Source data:
-.-.-
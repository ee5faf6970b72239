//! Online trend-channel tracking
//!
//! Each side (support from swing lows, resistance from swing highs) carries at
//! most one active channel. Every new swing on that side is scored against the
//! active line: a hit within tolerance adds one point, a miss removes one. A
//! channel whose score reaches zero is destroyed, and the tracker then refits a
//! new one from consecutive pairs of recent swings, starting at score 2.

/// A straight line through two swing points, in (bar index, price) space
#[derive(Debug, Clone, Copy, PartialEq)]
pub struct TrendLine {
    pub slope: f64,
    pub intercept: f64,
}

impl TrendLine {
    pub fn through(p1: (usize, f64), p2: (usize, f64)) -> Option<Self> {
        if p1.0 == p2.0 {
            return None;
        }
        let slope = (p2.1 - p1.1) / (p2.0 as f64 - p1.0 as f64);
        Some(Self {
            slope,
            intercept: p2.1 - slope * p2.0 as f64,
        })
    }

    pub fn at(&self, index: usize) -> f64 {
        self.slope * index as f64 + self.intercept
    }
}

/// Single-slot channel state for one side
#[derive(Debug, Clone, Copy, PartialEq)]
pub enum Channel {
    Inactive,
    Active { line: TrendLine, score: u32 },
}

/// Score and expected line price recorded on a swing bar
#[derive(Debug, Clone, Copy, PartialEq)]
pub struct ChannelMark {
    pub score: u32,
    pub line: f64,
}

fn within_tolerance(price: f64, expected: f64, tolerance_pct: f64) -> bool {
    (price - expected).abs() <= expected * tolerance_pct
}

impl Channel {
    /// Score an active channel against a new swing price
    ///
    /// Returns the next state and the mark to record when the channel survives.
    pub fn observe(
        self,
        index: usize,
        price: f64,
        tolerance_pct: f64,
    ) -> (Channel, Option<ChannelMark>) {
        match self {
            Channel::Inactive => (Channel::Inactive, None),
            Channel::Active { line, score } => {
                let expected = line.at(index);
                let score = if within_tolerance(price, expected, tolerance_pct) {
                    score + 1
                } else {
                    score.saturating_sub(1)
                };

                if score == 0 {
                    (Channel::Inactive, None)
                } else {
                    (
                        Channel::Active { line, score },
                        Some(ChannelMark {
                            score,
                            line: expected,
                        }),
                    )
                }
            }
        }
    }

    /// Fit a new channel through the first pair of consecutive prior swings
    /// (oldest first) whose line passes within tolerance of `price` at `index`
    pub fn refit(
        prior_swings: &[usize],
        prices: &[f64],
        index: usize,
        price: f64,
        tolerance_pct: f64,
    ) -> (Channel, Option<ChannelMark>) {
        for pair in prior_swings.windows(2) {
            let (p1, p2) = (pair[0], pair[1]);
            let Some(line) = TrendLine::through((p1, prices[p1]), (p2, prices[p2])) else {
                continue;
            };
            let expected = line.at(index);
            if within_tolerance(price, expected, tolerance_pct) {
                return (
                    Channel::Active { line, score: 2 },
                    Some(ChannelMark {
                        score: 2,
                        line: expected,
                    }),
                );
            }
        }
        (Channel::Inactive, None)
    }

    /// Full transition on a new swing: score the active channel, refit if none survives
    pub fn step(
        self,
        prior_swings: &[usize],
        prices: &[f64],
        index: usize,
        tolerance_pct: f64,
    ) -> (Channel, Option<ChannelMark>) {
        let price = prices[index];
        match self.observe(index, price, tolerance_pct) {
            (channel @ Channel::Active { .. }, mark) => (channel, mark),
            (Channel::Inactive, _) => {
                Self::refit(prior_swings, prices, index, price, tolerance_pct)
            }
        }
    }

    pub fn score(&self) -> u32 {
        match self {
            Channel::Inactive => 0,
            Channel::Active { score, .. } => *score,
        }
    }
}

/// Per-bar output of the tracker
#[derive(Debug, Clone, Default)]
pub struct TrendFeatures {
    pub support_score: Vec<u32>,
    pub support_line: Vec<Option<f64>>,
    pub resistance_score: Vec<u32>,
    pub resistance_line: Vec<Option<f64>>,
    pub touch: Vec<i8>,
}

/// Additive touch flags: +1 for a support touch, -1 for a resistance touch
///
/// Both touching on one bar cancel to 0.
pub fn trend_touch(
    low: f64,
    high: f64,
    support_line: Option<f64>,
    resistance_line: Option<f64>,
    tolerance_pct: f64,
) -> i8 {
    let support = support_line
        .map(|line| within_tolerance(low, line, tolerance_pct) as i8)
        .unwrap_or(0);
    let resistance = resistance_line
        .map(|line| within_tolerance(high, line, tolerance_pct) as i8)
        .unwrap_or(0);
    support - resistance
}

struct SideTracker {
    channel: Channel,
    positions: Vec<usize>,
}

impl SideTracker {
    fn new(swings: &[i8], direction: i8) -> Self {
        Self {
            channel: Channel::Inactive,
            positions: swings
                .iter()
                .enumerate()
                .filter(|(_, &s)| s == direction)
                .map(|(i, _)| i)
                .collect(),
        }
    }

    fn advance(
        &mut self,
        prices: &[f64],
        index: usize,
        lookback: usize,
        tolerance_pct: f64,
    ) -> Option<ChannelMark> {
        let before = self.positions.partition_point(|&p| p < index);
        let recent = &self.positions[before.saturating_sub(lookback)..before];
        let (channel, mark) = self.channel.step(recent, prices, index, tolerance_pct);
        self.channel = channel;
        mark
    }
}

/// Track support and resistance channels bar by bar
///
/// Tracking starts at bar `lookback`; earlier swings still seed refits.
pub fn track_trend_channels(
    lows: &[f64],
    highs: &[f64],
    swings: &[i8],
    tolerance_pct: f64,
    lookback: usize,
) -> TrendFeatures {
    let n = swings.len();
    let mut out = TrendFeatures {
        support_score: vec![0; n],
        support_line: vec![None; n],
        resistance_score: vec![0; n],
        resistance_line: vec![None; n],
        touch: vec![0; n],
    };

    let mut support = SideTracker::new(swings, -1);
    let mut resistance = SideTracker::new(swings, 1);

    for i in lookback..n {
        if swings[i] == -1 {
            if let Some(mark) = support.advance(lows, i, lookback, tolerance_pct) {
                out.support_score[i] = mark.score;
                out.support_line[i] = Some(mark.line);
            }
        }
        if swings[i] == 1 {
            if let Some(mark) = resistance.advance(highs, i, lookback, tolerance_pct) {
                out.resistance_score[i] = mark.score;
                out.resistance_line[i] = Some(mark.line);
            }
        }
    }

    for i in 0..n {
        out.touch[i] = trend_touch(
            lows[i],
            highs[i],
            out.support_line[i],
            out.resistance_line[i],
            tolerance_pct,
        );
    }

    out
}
-.-.-
Filter the lines above, keeping each one that contains the string "TrendLine".

pub struct TrendLine {
impl TrendLine {
    Active { line: TrendLine, score: u32 },
            let Some(line) = TrendLine::through((p1, prices[p1]), (p2, prices[p2])) else {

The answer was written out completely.